EXERCISE AIM: Your response should consist of the entries below, written out exactly.

(Saved data entries)
//! Bootstrap importer
//!
//! Populates an empty store from the seed source, once per session.

use chrono::{Duration, Local, NaiveDate};
use rand::rngs::StdRng;
use rand::{Rng, SeedableRng};
use std::collections::HashSet;
use std::sync::{Arc, Mutex};
use tracing::{info, warn};

use super::source::{SeedItem, SeedSource};
use crate::task::{TaskDraft, TaskGateway, TaskPriority, TaskStatus};
use crate::Result;

pub const DEFAULT_SEED_LIMIT: usize = 5;

/// Seed due dates fall within this many days from today
const DUE_WINDOW_DAYS: i64 = 10;

/// Description written on every imported task; also the dedup key
pub fn seed_tag(item_id: u64) -> String {
    format!("{}{})", SEED_TAG_PREFIX, item_id)
}

/// What a bootstrap run did
#[derive(Debug, Clone, PartialEq, Eq)]
pub enum ImportOutcome {
    /// The store already had tasks, or the import already ran
    Skipped,
    /// Seed items were written
    Imported(usize),
    /// The seed source failed and placeholder tasks were written instead
    Placeholder { count: usize, reason: String },
}

#[derive(Debug, Clone, Copy, PartialEq, Eq)]
enum ImportState {
    Pending,
    /// A write was attempted and may have landed partially
    Interrupted,
    Done,
}

pub struct BootstrapImporter {
    source: Arc<dyn SeedSource>,
    limit: usize,
    fallback_to_placeholder: bool,
    rng: Mutex<StdRng>,
    state: tokio::sync::Mutex<ImportState>,
}

impl BootstrapImporter {
    pub fn new(source: Arc<dyn SeedSource>) -> Self {
        Self {
            source,
            limit: DEFAULT_SEED_LIMIT,
            fallback_to_placeholder: false,
            rng: Mutex::new(StdRng::from_entropy()),
            state: tokio::sync::Mutex::new(ImportState::Pending),
        }
    }

    pub fn with_limit(mut self, limit: usize) -> Self {
        self.limit = limit;
        self
    }

    /// Write placeholder tasks when the seed source cannot be reached
    pub fn with_placeholder_fallback(mut self, enabled: bool) -> Self {
        self.fallback_to_placeholder = enabled;
        self
    }

    /// Make priorities and due dates reproducible
    pub fn with_rng_seed(mut self, seed: u64) -> Self {
        self.rng = Mutex::new(StdRng::seed_from_u64(seed));
        self
    }

    /// Import seed data into `gateway` if it is empty.
    ///
    /// The emptiness check and the write happen under one guard, so
    /// concurrent or repeated calls never write a second batch. After an
    /// interrupted write, a retry only inserts items whose tag is missing.
    pub async fn run(&self, gateway: &dyn TaskGateway) -> Result<ImportOutcome> {
        let mut state = self.state.lock().await;
        if *state == ImportState::Done {
            return Ok(ImportOutcome::Skipped);
        }

        let existing = gateway.list().await?;
        if !existing.is_empty() {
            let resumable = *state == ImportState::Interrupted
                && existing.iter().all(|t| is_import_record(&t.description));
            if !resumable {
                info!("Store has {} tasks, skipping seed import", existing.len());
                *state = ImportState::Done;
                return Ok(ImportOutcome::Skipped);
            }
        }

        let today = Local::now().date_naive();
        let (drafts, placeholder_reason) = match self.source.fetch(self.limit).await {
            Ok(items) => (self.map_items(&items, today), None),
            Err(e) if self.fallback_to_placeholder => {
                warn!("Seed fetch failed, using placeholder tasks: {}", e);
                (placeholder_drafts(today), Some(e.to_string()))
            }
            Err(e) => {
                warn!("Seed fetch failed: {}", e);
                return Err(e);
            }
        };

        let known: HashSet<&str> = existing.iter().map(|t| t.description.as_str()).collect();
        let drafts: Vec<TaskDraft> = drafts
            .into_iter()
            .filter(|d| !known.contains(d.description.as_str()))
            .collect();

        let count = match gateway.insert_batch(drafts).await {
            Ok(created) => created.len(),
            Err(e) => {
                // The backend may have kept part of the batch
                *state = ImportState::Interrupted;
                return Err(e);
            }
        };
        *state = ImportState::Done;

        info!("Seeded {} tasks into {} store", count, gateway.backend());
        Ok(match placeholder_reason {
            Some(reason) => ImportOutcome::Placeholder { count, reason },
            None => ImportOutcome::Imported(count),
        })
    }

    fn map_items(&self, items: &[SeedItem], today: NaiveDate) -> Vec<TaskDraft> {
        // A poisoned rng is still a usable rng
        let mut rng = self.rng.lock().unwrap_or_else(|e| e.into_inner());
        items
            .iter()
            .filter(|item| {
                let keep = !item.title.trim().is_empty();
                if !keep {
                    warn!("Skipping seed item {} with a blank title", item.id);
                }
                keep
            })
            .map(|item| map_seed_item(item, &mut *rng, today))
            .collect()
    }
}

/// Turn one seed item into a draft
pub fn map_seed_item(item: &SeedItem, rng: &mut impl Rng, today: NaiveDate) -> TaskDraft {
    let priority = TaskPriority::ALL[rng.gen_range(0..TaskPriority::ALL.len())];
    let due = today + Duration::days(rng.gen_range(1..=DUE_WINDOW_DAYS));
    let status = if item.completed {
        TaskStatus::Completed
    } else {
        TaskStatus::Pending
    };

    TaskDraft::new(item.title.clone())
        .with_description(seed_tag(item.id))
        .with_priority(priority)
        .with_due_date(due)
        .with_status(status)
}

const SEED_TAG_PREFIX: &str = "Task imported from API (ID: ";

/// Title, description, status, priority and due offset in days
const PLACEHOLDER_ROWS: [(&str, &str, TaskStatus, TaskPriority, i64); 5] = [
    ("Design landing page", "Create wireframes and mockups for the new landing page", TaskStatus::Pending, TaskPriority::High, 3),
    ("Set up API integration", "Connect backend REST APIs to the frontend", TaskStatus::Completed, TaskPriority::Medium, 5),
    ("Write unit tests", "Add tests for all utility functions", TaskStatus::Pending, TaskPriority::Low, 8),
    ("Code review session", "Review pull requests from the development team", TaskStatus::Pending, TaskPriority::High, 11),
    ("Deploy to staging", "Push latest build to the staging environment", TaskStatus::Completed, TaskPriority::Medium, 14),
];

/// Demo tasks shown when the seed source is down
pub fn placeholder_drafts(today: NaiveDate) -> Vec<TaskDraft> {
    PLACEHOLDER_ROWS
        .into_iter()
        .map(|(title, description, status, priority, days)| {
            TaskDraft::new(title)
                .with_description(description)
                .with_status(status)
                .with_priority(priority)
                .with_due_date(today + Duration::days(days))
        })
        .collect()
}

/// True for descriptions written by the importer, seed or placeholder
fn is_import_record(description: &str) -> bool {
    let tagged = description
        .strip_prefix(SEED_TAG_PREFIX)
        .and_then(|rest| rest.strip_suffix(')'))
        .is_some_and(|id| id.parse::<u64>().is_ok());
    tagged || PLACEHOLDER_ROWS.iter().any(|row| row.1 == description)
}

ANSWER SPACE:
//! Bootstrap importer
//!
//! Populates an empty store from the seed source, once per session.

use chrono::{Duration, Local, NaiveDate};
use rand::rngs::StdRng;
use rand::{Rng, SeedableRng};
use std::collections::HashSet;
use std::sync::{Arc, Mutex};
use tracing::{info, warn};

use super::source::{SeedItem, SeedSource};
use crate::task::{TaskDraft, TaskGateway, TaskPriority, TaskStatus};
use crate::Result;

pub const DEFAULT_SEED_LIMIT: usize = 5;

/// Seed due dates fall within this many days from today
const DUE_WINDOW_DAYS: i64 = 10;

/// Description written on every imported task; also the dedup key
pub fn seed_tag(item_id: u64) -> String {
    format!("{}{})", SEED_TAG_PREFIX, item_id)
}

/// What a bootstrap run did
#[derive(Debug, Clone, PartialEq, Eq)]
pub enum ImportOutcome {
    /// The store already had tasks, or the import already ran
    Skipped,
    /// Seed items were written
    Imported(usize),
    /// The seed source failed and placeholder tasks were written instead
    Placeholder { count: usize, reason: String },
}

#[derive(Debug, Clone, Copy, PartialEq, Eq)]
enum ImportState {
    Pending,
    /// A write was attempted and may have landed partially
    Interrupted,
    Done,
}

pub struct BootstrapImporter {
    source: Arc<dyn SeedSource>,
    limit: usize,
    fallback_to_placeholder: bool,
    rng: Mutex<StdRng>,
    state: tokio::sync::Mutex<ImportState>,
}

impl BootstrapImporter {
    pub fn new(source: Arc<dyn SeedSource>) -> Self {
        Self {
            source,
            limit: DEFAULT_SEED_LIMIT,
            fallback_to_placeholder: false,
            rng: Mutex::new(StdRng::from_entropy()),
            state: tokio::sync::Mutex::new(ImportState::Pending),
        }
    }

    pub fn with_limit(mut self, limit: usize) -> Self {
        self.limit = limit;
        self
    }

    /// Write placeholder tasks when the seed source cannot be reached
    pub fn with_placeholder_fallback(mut self, enabled: bool) -> Self {
        self.fallback_to_placeholder = enabled;
        self
    }

    /// Make priorities and due dates reproducible
    pub fn with_rng_seed(mut self, seed: u64) -> Self {
        self.rng = Mutex::new(StdRng::seed_from_u64(seed));
        self
    }

    /// Import seed data into `gateway` if it is empty.
    ///
    /// The emptiness check and the write happen under one guard, so
    /// concurrent or repeated calls never write a second batch. After an
    /// interrupted write, a retry only inserts items whose tag is missing.
    pub async fn run(&self, gateway: &dyn TaskGateway) -> Result<ImportOutcome> {
        let mut state = self.state.lock().await;
        if *state == ImportState::Done {
            return Ok(ImportOutcome::Skipped);
        }

        let existing = gateway.list().await?;
        if !existing.is_empty() {
            let resumable = *state == ImportState::Interrupted
                && existing.iter().all(|t| is_import_record(&t.description));
            if !resumable {
                info!("Store has {} tasks, skipping seed import", existing.len());
                *state = ImportState::Done;
                return Ok(ImportOutcome::Skipped);
            }
        }

        let today = Local::now().date_naive();
        let (drafts, placeholder_reason) = match self.source.fetch(self.limit).await {
            Ok(items) => (self.map_items(&items, today), None),
            Err(e) if self.fallback_to_placeholder => {
                warn!("Seed fetch failed, using placeholder tasks: {}", e);
                (placeholder_drafts(today), Some(e.to_string()))
            }
            Err(e) => {
                warn!("Seed fetch failed: {}", e);
                return Err(e);
            }
        };

        let known: HashSet<&str> = existing.iter().map(|t| t.description.as_str()).collect();
        let drafts: Vec<TaskDraft> = drafts
            .into_iter()
            .filter(|d| !known.contains(d.description.as_str()))
            .collect();

        let count = match gateway.insert_batch(drafts).await {
            Ok(created) => created.len(),
            Err(e) => {
                // The backend may have kept part of the batch
                *state = ImportState::Interrupted;
                return Err(e);
            }
        };
        *state = ImportState::Done;

        info!("Seeded {} tasks into {} store", count, gateway.backend());
        Ok(match placeholder_reason {
            Some(reason) => ImportOutcome::Placeholder { count, reason },
            None => ImportOutcome::Imported(count),
        })
    }

    fn map_items(&self, items: &[SeedItem], today: NaiveDate) -> Vec<TaskDraft> {
        // A poisoned rng is still a usable rng
        let mut rng = self.rng.lock().unwrap_or_else(|e| e.into_inner());
        items
            .iter()
            .filter(|item| {
                let keep = !item.title.trim().is_empty();
                if !keep {
                    warn!("Skipping seed item {} with a blank title", item.id);
                }
                keep
            })
            .map(|item| map_seed_item(item, &mut *rng, today))
            .collect()
    }
}

/// Turn one seed item into a draft
pub fn map_seed_item(item: &SeedItem, rng: &mut impl Rng, today: NaiveDate) -> TaskDraft {
    let priority = TaskPriority::ALL[rng.gen_range(0..TaskPriority::ALL.len())];
    let due = today + Duration::days(rng.gen_range(1..=DUE_WINDOW_DAYS));
    let status = if item.completed {
        TaskStatus::Completed
    } else {
        TaskStatus::Pending
    };

    TaskDraft::new(item.title.clone())
        .with_description(seed_tag(item.id))
        .with_priority(priority)
        .with_due_date(due)
        .with_status(status)
}

const SEED_TAG_PREFIX: &str = "Task imported from API (ID: ";

/// Title, description, status, priority and due offset in days
const PLACEHOLDER_ROWS: [(&str, &str, TaskStatus, TaskPriority, i64); 5] = [
    ("Design landing page", "Create wireframes and mockups for the new landing page", TaskStatus::Pending, TaskPriority::High, 3),
    ("Set up API integration", "Connect backend REST APIs to the frontend", TaskStatus::Completed, TaskPriority::Medium, 5),
    ("Write unit tests", "Add tests for all utility functions", TaskStatus::Pending, TaskPriority::Low, 8),
    ("Code review session", "Review pull requests from the development team", TaskStatus::Pending, TaskPriority::High, 11),
    ("Deploy to staging", "Push latest build to the staging environment", TaskStatus::Completed, TaskPriority::Medium, 14),
];

/// Demo tasks shown when the seed source is down
pub fn placeholder_drafts(today: NaiveDate) -> Vec<TaskDraft> {
    PLACEHOLDER_ROWS
        .into_iter()
        .map(|(title, description, status, priority, days)| {
            TaskDraft::new(title)
                .with_description(description)
                .with_status(status)
                .with_priority(priority)
                .with_due_date(today + Duration::days(days))
        })
        .collect()
}

/// True for descriptions written by the importer, seed or placeholder
fn is_import_record(description: &str) -> bool {
    let tagged = description
        .strip_prefix(SEED_TAG_PREFIX)
        .and_then(|rest| rest.strip_suffix(')'))
        .is_some_and(|id| id.parse::<u64>().is_ok());
    tagged || PLACEHOLDER_ROWS.iter().any(|row| row.1 == description)
}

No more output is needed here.